Abstract
BACKGROUND: Pituitary somatotroph adenoma is rare in dogs and may cause hypersomatotropism (HS) leading to insulin resistance and diabetes mellitus (DM).
CASE DESCRIPTION: A 10-year-5-month-old neutered male Staffordshire Bull Terrier presented with polyuria, polydipsia, progressive inspiratory stridor, and poorly controlled DM with hyperinsulinemia and insulin resistance. Serum insulin-like growth factor (IGF-1) was markedly elevated (1,214 ng/mL; reference interval, 42-449 ng/mL) and suggested HS which was further supported by a somatostatin suppression test. Magnetic resonance and computed tomography (CT) imaging revealed a pituitary mass, organomegaly, and arthropathy.

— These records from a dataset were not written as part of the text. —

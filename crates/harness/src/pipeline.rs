//! End-to-end quantize, evaluate and export pipeline

use std::path::Path;

use rand::Rng;

use mnistq_model::{
    quantize_selection, select_indices, ArtifactWriter, FloatModel, FloatTestSet, Model,
    TestVector,
};

use crate::error::Result;
use crate::reference::{self, float_accuracy_on};
use crate::validator::{Report, Validator};

/// Largest acceptable drop from float to fixed-point accuracy on the same
/// images (5 percentage points)
pub const ACCURACY_TOLERANCE: f64 = 0.05;

/// Test images evaluated in fixed point at quantization time, taken from
/// the front of the test set
pub const DEFAULT_EVAL_SAMPLES: usize = 1000;

/// Float vs fixed-point accuracy on one selection of test images
#[derive(Debug, Clone)]
pub struct PipelineReport {
    /// Test set indices of the selected images, in export order
    pub indices: Vec<usize>,
    pub float_accuracy: f64,
    /// Per-image results of the fixed-point engine
    pub validation: Report,
    /// Float accuracy over the whole test set
    pub full_float_accuracy: f64,
    /// Fixed-point results over the first `eval_samples` test images
    pub evaluation: Report,
}

impl PipelineReport {
    pub fn quantized_accuracy(&self) -> f64 {
        self.validation.accuracy()
    }

    /// Float accuracy minus fixed-point accuracy
    pub fn accuracy_gap(&self) -> f64 {
        self.float_accuracy - self.quantized_accuracy()
    }

    /// Fixed-point accuracy over the evaluation sample
    pub fn evaluated_accuracy(&self) -> f64 {
        self.evaluation.accuracy()
    }

    /// True when the fixed-point accuracy stays within `ACCURACY_TOLERANCE`
    pub fn within_tolerance(&self) -> bool {
        self.accuracy_gap().abs() <= ACCURACY_TOLERANCE + f64::EPSILON
    }
}

/// Everything produced by one pipeline run
#[derive(Debug, Clone)]
pub struct PipelineOutput {
    pub model: Model,
    pub vectors: Vec<TestVector>,
    pub report: PipelineReport,
}

impl PipelineOutput {
    /// Write weights, scales, test images and labels into `dir`
    pub fn export<P: AsRef<Path>>(&self, dir: P) -> Result<()> {
        let writer = ArtifactWriter::new(dir)?;
        writer.write_model(&self.model)?;
        writer.write_test_vectors(&self.vectors)?;
        Ok(())
    }
}

/// Quantizes a float model and checks it against the fixed-point engine
#[derive(Debug, Clone)]
pub struct QuantizationPipeline {
    validator: Validator,
    eval_samples: usize,
}

impl Default for QuantizationPipeline {
    fn default() -> Self {
        Self::new(Validator::default())
    }
}

impl QuantizationPipeline {
    pub fn new(validator: Validator) -> Self {
        Self {
            validator,
            eval_samples: DEFAULT_EVAL_SAMPLES,
        }
    }

    /// Number of leading test images evaluated in fixed point, capped at the
    /// test set size
    pub fn with_eval_samples(mut self, eval_samples: usize) -> Self {
        self.eval_samples = eval_samples;
        self
    }

    pub fn eval_samples(&self) -> usize {
        self.eval_samples
    }

    /// Quantize `float_model`, draw `num_images` test images with `rng`, and
    /// compare float and fixed-point accuracy on them
    pub fn run<R: Rng + ?Sized>(
        &self,
        float_model: &FloatModel,
        test_set: &FloatTestSet,
        rng: &mut R,
        num_images: usize,
    ) -> Result<PipelineOutput> {
        let indices = select_indices(rng, test_set.len(), num_images)?;
        self.run_on(float_model, test_set, indices)
    }

    /// Same as [`run`](Self::run) with an explicit selection
    pub fn run_on(
        &self,
        float_model: &FloatModel,
        test_set: &FloatTestSet,
        indices: Vec<usize>,
    ) -> Result<PipelineOutput> {
        test_set.validate(&float_model.config())?;

        let model = Model::from_float(float_model)?;
        let vectors = quantize_selection(test_set, &indices)?;

        let float_accuracy = float_accuracy_on(float_model, test_set, &indices)?;
        let validation = self.validator.validate(&vectors, &model);

        let full_float_accuracy = reference::float_accuracy(float_model, test_set)?;
        let eval_indices: Vec<usize> = (0..self.eval_samples.min(test_set.len())).collect();
        let eval_vectors = quantize_selection(test_set, &eval_indices)?;
        let evaluation = self.validator.validate_parallel(&eval_vectors, &model);
        tracing::info!(
            float_accuracy = full_float_accuracy,
            quantized_accuracy = evaluation.accuracy(),
            samples = evaluation.total(),
            "Test set evaluated"
        );

        let report = PipelineReport {
            indices,
            float_accuracy,
            validation,
            full_float_accuracy,
            evaluation,
        };
        tracing::info!(
            float_accuracy = report.float_accuracy,
            quantized_accuracy = report.quantized_accuracy(),
            images = vectors.len(),
            "Quantized model evaluated"
        );
        if !report.within_tolerance() {
            tracing::warn!(
                gap = report.accuracy_gap(),
                "Fixed-point accuracy diverges from float accuracy"
            );
        }

        Ok(PipelineOutput {
            model,
            vectors,
            report,
        })
    }
}
/// Unit tests exercising the tracker engine through its public API
mod basic_tests;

TREATMENT AND OUTCOME: The pituitary mass was removed by transsphenoidal hypophysectomy. Immunohistochemistry confirmed a growth hormone (GH)-producing pituitary adenoma. Postoperatively, GH normalized within hours, and IGF-1 values within a week. Although HS resolved and hyperinsulinemia improved postoperatively, the dog remained dependent on insulin and DM persisted which eventually led to euthanasia of the dog about 9 and a half months post-operatively.
CONCLUSION: Transsphenoidal hypophysectomy was effective in normalization of GH and IGF-1 concentrations in a dog diagnosed with a pituitary somatotroph adenoma but the postoperative course was characterized by persistent insulin dependency and DM.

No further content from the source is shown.